Rapists may more easily evade prosecution if they target women they don’t expect to make credible witnesses. Predators live in the cracks in the system, claiming victims whose lifestyles are judged risky or unsympathetic. Solving crimes like this isn’t just a matter of good investigative technique, but of subconscious assumptions and recognised humanity.

In her book The Five, telling the story of Jack the Ripper’s victims, the social historian Hallie Rubenhold focuses not on the grisly moment of their deaths but on their unexamined lives. In her hands they are not mutilated corpses, but flesh and blood women pushed for various reasons – alcoholism, abandonment, grinding poverty – to the fringes of Victorian society. Justice was served, Rubenhold said, not by endlessly trying to guess the Ripper’s identity a century later but by respecting the humanity of his victims, who in their time had been painted as fallen women more or less deserving of bad ends. I thought of her book this week when the FBI published the stories of five women Little had confessed to killing, but whose descriptions could not be matched to a name despite a trawl of missing persons records and unsolved crimes.

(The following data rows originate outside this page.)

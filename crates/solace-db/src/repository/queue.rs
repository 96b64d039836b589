//! # Pending Action Queue Repository
//!
//! Persistence for the durable action outbox.
//!
//! ## Outbox Lifecycle
//! ```text
//! ┌─────────────────────────────────────────────────────────────────────────┐
//! │                      pending_actions Lifecycle                          │
//! │                                                                         │
//! │  insert(action) ──► row written (attempts = 0)                         │
//! │       │                                                                 │
//! │       ▼                                                                 │
//! │  pending() ──► rows in insertion order (id ASC)                        │
//! │       │                                                                 │
//! │       ├── backend accepted ──► remove(id)          row gone            │
//! │       │                                                                 │
//! │       └── delivery failed  ──► record_failure(id)  attempts += 1,      │
//! │                                                    last_error updated,  │
//! │                                                    row stays queued     │
//! │                                                                         │
//! │  Removal happens AFTER acknowledgment. A crash between delivery and    │
//! │  removal re-sends the item on the next drain (at-least-once).          │
//! └─────────────────────────────────────────────────────────────────────────┘
//! ```

use chrono::{DateTime, Utc};
use sqlx::SqlitePool;
use tracing::debug;

use solace_core::{ActionKind, KindCount, NewAction, QueueItem, QueueStats};

use crate::error::{DbError, DbResult};

/// Repository for the pending action outbox.
#[derive(Debug, Clone)]
pub struct QueueRepository {
    pool: SqlitePool,
}

#[derive(Debug, sqlx::FromRow)]
struct QueueRow {
    id: i64,
    kind: String,
    payload: String,
    enqueued_at: String,
    attempts: i64,
    last_error: Option<String>,
}

impl QueueRow {
    fn into_item(self) -> DbResult<QueueItem> {
        let kind = ActionKind::parse(&self.kind)
            .map_err(|e| DbError::corrupt("pending_actions", e.to_string()))?;
        let enqueued_at = DateTime::parse_from_rfc3339(&self.enqueued_at)
            .map_err(|e| DbError::corrupt("pending_actions", format!("enqueued_at: {e}")))?
            .with_timezone(&Utc);

        Ok(QueueItem {
            id: self.id,
            kind,
            payload: self.payload,
            enqueued_at,
            attempts: self.attempts,
            last_error: self.last_error,
        })
    }
}

impl QueueRepository {
    /// Creates a new repository with the given pool.
    pub fn new(pool: SqlitePool) -> Self {
        QueueRepository { pool }
    }

    /// Appends an action to the queue and returns the stored item.
    ///
    /// The payload is serialized once here; replay later sends exactly
    /// these bytes.
    pub async fn insert(&self, action: &NewAction) -> DbResult<QueueItem> {
        let payload = serde_json::to_string(&action.payload)
            .map_err(|e| DbError::Internal(format!("payload serialization: {e}")))?;
        let enqueued_at = Utc::now();

        let result = sqlx::query(
            r#"
            INSERT INTO pending_actions (kind, payload, enqueued_at, attempts)
            VALUES (?, ?, ?, 0)
            "#,
        )
        .bind(action.kind.as_str())
        .bind(&payload)
        .bind(enqueued_at.to_rfc3339())
        .execute(&self.pool)
        .await?;

        let id = result.last_insert_rowid();
        debug!(id, kind = %action.kind, "Action enqueued");

        Ok(QueueItem {
            id,
            kind: action.kind,
            payload,
            enqueued_at,
            attempts: 0,
            last_error: None,
        })
    }

    /// Returns all pending items in insertion order (oldest first).
    pub async fn pending(&self) -> DbResult<Vec<QueueItem>> {
        let rows: Vec<QueueRow> = sqlx::query_as(
            r#"
            SELECT id, kind, payload, enqueued_at, attempts, last_error
            FROM pending_actions
            ORDER BY id ASC
            "#,
        )
        .fetch_all(&self.pool)
        .await?;

        rows.into_iter().map(QueueRow::into_item).collect()
    }

    /// Fetches a single pending item by id.
    pub async fn get(&self, id: i64) -> DbResult<Option<QueueItem>> {
        let row: Option<QueueRow> = sqlx::query_as(
            r#"
            SELECT id, kind, payload, enqueued_at, attempts, last_error
            FROM pending_actions
            WHERE id = ?
            "#,
        )
        .bind(id)
        .fetch_optional(&self.pool)
        .await?;

        match row {
            Some(row) => Ok(Some(row.into_item()?)),
            None => Ok(None),
        }
    }

    /// Removes an item after the backend acknowledged it. Idempotent.
    pub async fn remove(&self, id: i64) -> DbResult<()> {
        sqlx::query("DELETE FROM pending_actions WHERE id = ?")
            .bind(id)
            .execute(&self.pool)
            .await?;

        debug!(id, "Action removed from queue");
        Ok(())
    }

    /// Records a failed delivery attempt: bumps `attempts`, stores the
    /// error text. The row stays queued.
    pub async fn record_failure(&self, id: i64, error: &str) -> DbResult<()> {
        let result = sqlx::query(
            r#"
            UPDATE pending_actions
            SET attempts = attempts + 1, last_error = ?
            WHERE id = ?
            "#,
        )
        .bind(error)
        .bind(id)
        .execute(&self.pool)
        .await?;

        if result.rows_affected() == 0 {
            return Err(DbError::NotFound {
                entity: "PendingAction".to_string(),
                id: id.to_string(),
            });
        }

        debug!(id, error, "Delivery failure recorded");
        Ok(())
    }

    /// Deletes every pending item. Used when the local account is wiped.
    pub async fn purge(&self) -> DbResult<u64> {
        let result = sqlx::query("DELETE FROM pending_actions")
            .execute(&self.pool)
            .await?;
        Ok(result.rows_affected())
    }

    /// Returns the total pending count and a per-kind breakdown.
    pub async fn stats(&self) -> DbResult<QueueStats> {
        let pending: i64 = sqlx::query_scalar("SELECT COUNT(*) FROM pending_actions")
            .fetch_one(&self.pool)
            .await?;

        let rows: Vec<(String, i64)> = sqlx::query_as(
            r#"
            SELECT kind, COUNT(*) as count
            FROM pending_actions
            GROUP BY kind
            ORDER BY kind ASC
            "#,
        )
        .fetch_all(&self.pool)
        .await?;

        let by_kind = rows
            .into_iter()
            .map(|(kind, count)| {
                let kind = ActionKind::parse(&kind)
                    .map_err(|e| DbError::corrupt("pending_actions", e.to_string()))?;
                Ok(KindCount { kind, count })
            })
            .collect::<DbResult<Vec<_>>>()?;

        Ok(QueueStats { pending, by_kind })
    }
}

// =============================================================================
// Unit Tests
// =============================================================================

#[cfg(test)]
mod tests {
    use super::*;
    use crate::pool::{Database, DbConfig};
    use serde_json::json;

    async fn test_db() -> Database {
        Database::new(DbConfig::in_memory()).await.unwrap()
    }

    fn note(text: &str) -> NewAction {
        NewAction::new(ActionKind::Note, json!({ "text": text }))
    }

    #[tokio::test]
    async fn test_insert_assigns_increasing_ids() {
        let db = test_db().await;
        let queue = db.queue();

        let a = queue.insert(&note("first")).await.unwrap();
        let b = queue.insert(&note("second")).await.unwrap();

        assert!(b.id > a.id);
        assert_eq!(a.attempts, 0);
        assert!(a.last_error.is_none());
    }

    #[tokio::test]
    async fn test_pending_returns_insertion_order() {
        let db = test_db().await;
        let queue = db.queue();

        queue.insert(&note("first")).await.unwrap();
        queue
            .insert(&NewAction::new(ActionKind::Message, json!({ "body": "hi" })))
            .await
            .unwrap();
        queue.insert(&note("third")).await.unwrap();

        let items = queue.pending().await.unwrap();
        assert_eq!(items.len(), 3);
        assert!(items.windows(2).all(|w| w[0].id < w[1].id));
        assert_eq!(items[1].kind, ActionKind::Message);
    }

    #[tokio::test]
    async fn test_remove_deletes_only_target_row() {
        let db = test_db().await;
        let queue = db.queue();

        let a = queue.insert(&note("keep")).await.unwrap();
        let b = queue.insert(&note("drop")).await.unwrap();

        queue.remove(b.id).await.unwrap();

        let items = queue.pending().await.unwrap();
        assert_eq!(items.len(), 1);
        assert_eq!(items[0].id, a.id);

        // Removing an already-removed row is fine.
        queue.remove(b.id).await.unwrap();
    }

    #[tokio::test]
    async fn test_record_failure_bumps_attempts_and_keeps_row() {
        let db = test_db().await;
        let queue = db.queue();

        let item = queue.insert(&note("flaky")).await.unwrap();
        queue.record_failure(item.id, "connection refused").await.unwrap();
        queue.record_failure(item.id, "timeout").await.unwrap();

        let stored = queue.get(item.id).await.unwrap().unwrap();
        assert_eq!(stored.attempts, 2);
        assert_eq!(stored.last_error.as_deref(), Some("timeout"));
        // Payload untouched by failure bookkeeping.
        assert_eq!(stored.payload, item.payload);
    }

    #[tokio::test]
    async fn test_record_failure_on_missing_row_is_not_found() {
        let db = test_db().await;
        let err = db.queue().record_failure(42, "boom").await.unwrap_err();
        assert!(matches!(err, DbError::NotFound { .. }));
    }

    #[tokio::test]
    async fn test_purge_empties_queue() {
        let db = test_db().await;
        let queue = db.queue();

        queue.insert(&note("a")).await.unwrap();
        queue.insert(&note("b")).await.unwrap();

        assert_eq!(queue.purge().await.unwrap(), 2);
        assert!(queue.pending().await.unwrap().is_empty());
        assert_eq!(queue.purge().await.unwrap(), 0);
    }

    #[tokio::test]
    async fn test_stats_breaks_down_by_kind() {
        let db = test_db().await;
        let queue = db.queue();

        queue.insert(&note("a")).await.unwrap();
        queue.insert(&note("b")).await.unwrap();
        queue
            .insert(&NewAction::new(ActionKind::Feedback, json!({ "stars": 5 })))
            .await
            .unwrap();

        let stats = queue.stats().await.unwrap();
        assert_eq!(stats.pending, 3);
        assert_eq!(stats.by_kind.len(), 2);

        let notes = stats
            .by_kind
            .iter()
            .find(|kc| kc.kind == ActionKind::Note)
            .unwrap();
        assert_eq!(notes.count, 2);
    }

    #[tokio::test]
    async fn test_unknown_kind_surfaces_corrupt_record() {
        let db = test_db().await;

        sqlx::query(
            r#"
            INSERT INTO pending_actions (kind, payload, enqueued_at, attempts)
            VALUES ('selfie', '{}', '2026-01-01T00:00:00+00:00', 0)
            "#,
        )
        .execute(db.pool())
        .await
        .unwrap();

        let err = db.queue().pending().await.unwrap_err();
        assert!(matches!(err, DbError::CorruptRecord { .. }));
    }
}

Framed as they are in the hope of jogging someone’s memory, these accounts similarly dwell not on the way the women died but on anything their killer might remember about how they lived. One was just trying to get home to her mother in Miami when she got into his car. Another proudly pointed out her grownup son across the street. A third lived with room-mates, who asked her and Little to get them some shaving cream while they were out. In describing what connected these women to the world around them, not what set them apart from it, these stories turn victims back into people.

It’s far too little and far too late, of course. Yet like the dignified drawing of a sheet over a poor naked body, or the reading of names at a cenotaph, this last small gesture of respect may not be wholly futile. If people die whenever someone decides that these lives don’t matter – that they are too far away, too difficult to think about, too hard to see in the shadows – there is something both moving and necessary about bringing them into the light.